Good story; I always enjoy hearing it. It was particularly enjoyable to hear
it in a new language; it was surprising how much I could understand. And of
course, there were expressions I could not understand.
The nature of the daily language sessions with the LRP
changes at this point. For one thing, it is much easier to have longer
sessions, say, two or three hours per day, with less preparation. There can
be various sorts of text, as long as the content is fairly predictable for
you. We have mentioned the possibility of being told a story which you
already know. You may also have the LRP tell you of recent familiar
incidents in the community. You may engage in a shared activity with the LRP,
say a shopping trip, and then have the LRP tell a third party everything you
did together. This should elicit a reasonably accurate text that is quite
predictable to you.
This is also the stage at which the Series Method is most
helpful. The LRP may tell you all the steps involved in a common activity,
such as going to get water. “Going to get water” would be one series.
“Setting a trap” might be another. “Getting dressed” might be
another. It is possible to come up with scores of such series covering a
wide variety of the activities and experiences of every day life. Such
series can be told in excruciating detail. By their very nature, series
texts are predictable, taking advantage of the predictable, episodic nature
of recurring human experiences.
You now have a variety of methods for eliciting texts with
the desired property of predictability. You are ready to go on building your
comprehensible corpus. In your language sessions you will have the LRP tell
you such predictable texts. As s/he tells them to you, you capture them on
tape. There will be lots that you do not understand on first hearing. On the
other hand, you will often be able to guess at the meanings of new words
based on the context. Once the text has been uttered, rewind the tape
recorder, and begin to listen to it together with the LRP. Every time you
fail to understand something; ask the LRP to explain it to you as simply as
possible (in the target language!). Make notes regarding the explanation of
the parts you were unable to understand.
Once again, you will listen to the tapes when the LRP is not
around. You will be surprised that you are often able to understand the
newer vocabulary and constructions without recourse to the notes you made.
As often as necessary, however, you will refer to the notes. After you have
listened to a text several times, it should no longer be necessary to refer
to the notes. It is now part of your comprehensible corpus.
There continues to be a lot that you hear in every day life
that you cannot parse. One reason for this (among others) is that your
parser stihas trouble just keeping up. You do better with slow, careful
speech. Your parser will get faster as you use it more. Whenever you hear
something that is 100% fuzz to you, your parser does not get exercised. The
key to exercising your parser is to keep giving it lots of comprehensible
input.
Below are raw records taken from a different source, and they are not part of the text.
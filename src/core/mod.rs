//! Core functionality for lg.
//!
//! This module provides the building blocks the commands are assembled from:
//! the git adapter, the diff translator, the p4 bridge, configuration and
//! output helpers.

pub mod commit_message;
pub mod config;
pub mod context;
pub mod diff_parser;
pub mod dirs;
pub mod error;
pub mod file_change;
pub mod git;
pub mod marker;
pub mod output;
pub mod p4;

#[cfg(test)]
pub mod testing;

// === Error handling ===
pub use error::{LgError, Result};

// === Git operations ===
// Capability trait plus the live git2/CLI implementation
pub use git::{CommitOutcome, GitRepo, StageMode, Vcs};

// === Repository context ===
pub use context::{RepoContext, BASELINE_BRANCH, LEGACY_BASELINE_BRANCH};

// === Diff translation ===
pub use diff_parser::translate;
pub use file_change::{ChangeKind, FileChange, TranslateMode};

// === Perforce bridge ===
pub use p4::{export_commands, LegacyScm, P4Client, P4Command, P4Op};

// === Configuration ===
pub use config::{Settings, UserConfig};
pub use marker::{Marker, MARKER_FILE};

// === Output formatting ===
pub use output::{print_error, print_info, print_raw, print_success};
You get comprehensible input from your comprehensible corpus, but you
also need input that is fairly novel if you are to develop the ability to
quickly parse novel material. Your language sessions are the most stress
free opportunity for this, since you have a paid conversational partner who
is precisely tuned to your current level of speaking ability. The process of
conversation at this point is often described as the negotiation of meaning.
Your ability to comprehend depends on the cooperative efforts of your LRP
and you working together. Often s/he has to work hard to get a point across
to you (and even harder to understand a point you are trying to make!).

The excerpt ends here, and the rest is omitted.